- [What to do]:
Determine the number of lines in the listing below that hold the word "DecodingKey". Write the number alone.

════════════════

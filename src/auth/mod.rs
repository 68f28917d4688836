use chrono::Utc;
use jsonwebtoken::errors::ErrorKind;
use jsonwebtoken::{decode, encode, Algorithm, DecodingKey, EncodingKey, Header, Validation};
use serde::{Deserialize, Serialize};
use std::time::Duration;
use thiserror::Error;

pub mod password;

/// Identity token payload shared by keeper-sso (issuer) and keeper-api (verifier)
#[derive(Debug, Clone, PartialEq, Eq, Serialize, Deserialize)]
pub struct Claims {
    pub uid: i64,
    pub email: String,
    pub app_id: i32,
    pub exp: i64,
}

impl Claims {
    /// Claims expiring `ttl` from now; out-of-range TTLs saturate at `i64::MAX`
    pub fn new(uid: i64, email: impl Into<String>, app_id: i32, ttl: Duration) -> Self {
        let ttl_secs = i64::try_from(ttl.as_secs()).unwrap_or(i64::MAX);
        let exp = Utc::now().timestamp().saturating_add(ttl_secs);
        Self {
            uid,
            email: email.into(),
            app_id,
            exp,
        }
    }
}

#[derive(Debug, Error)]
pub enum TokenError {
    #[error("signing secret is empty")]
    EmptySecret,

    #[error("token expired")]
    Expired,

    #[error("invalid token: {0}")]
    Invalid(String),

    #[error("token generation failed: {0}")]
    Generation(String),
}

/// Sign `claims` with HS256 using the application's secret
pub fn issue_token(claims: &Claims, secret: &str) -> Result<String, TokenError> {
    if secret.is_empty() {
        return Err(TokenError::EmptySecret);
    }

    let key = EncodingKey::from_secret(secret.as_bytes());
    encode(&Header::new(Algorithm::HS256), claims, &key)
        .map_err(|e| TokenError::Generation(e.to_string()))
}

/// Check signature and expiry, returning the decoded claims
pub fn verify_token(token: &str, secret: &str) -> Result<Claims, TokenError> {
    if secret.is_empty() {
        return Err(TokenError::EmptySecret);
    }

    let key = DecodingKey::from_secret(secret.as_bytes());
    let mut validation = Validation::new(Algorithm::HS256);
    validation.leeway = 0;

    decode::<Claims>(token, &key, &validation)
        .map(|data| data.claims)
        .map_err(|e| match e.kind() {
            ErrorKind::ExpiredSignature => TokenError::Expired,
            _ => TokenError::Invalid(e.to_string()),
        })
}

════════════════

- [Answer to this problem]:
2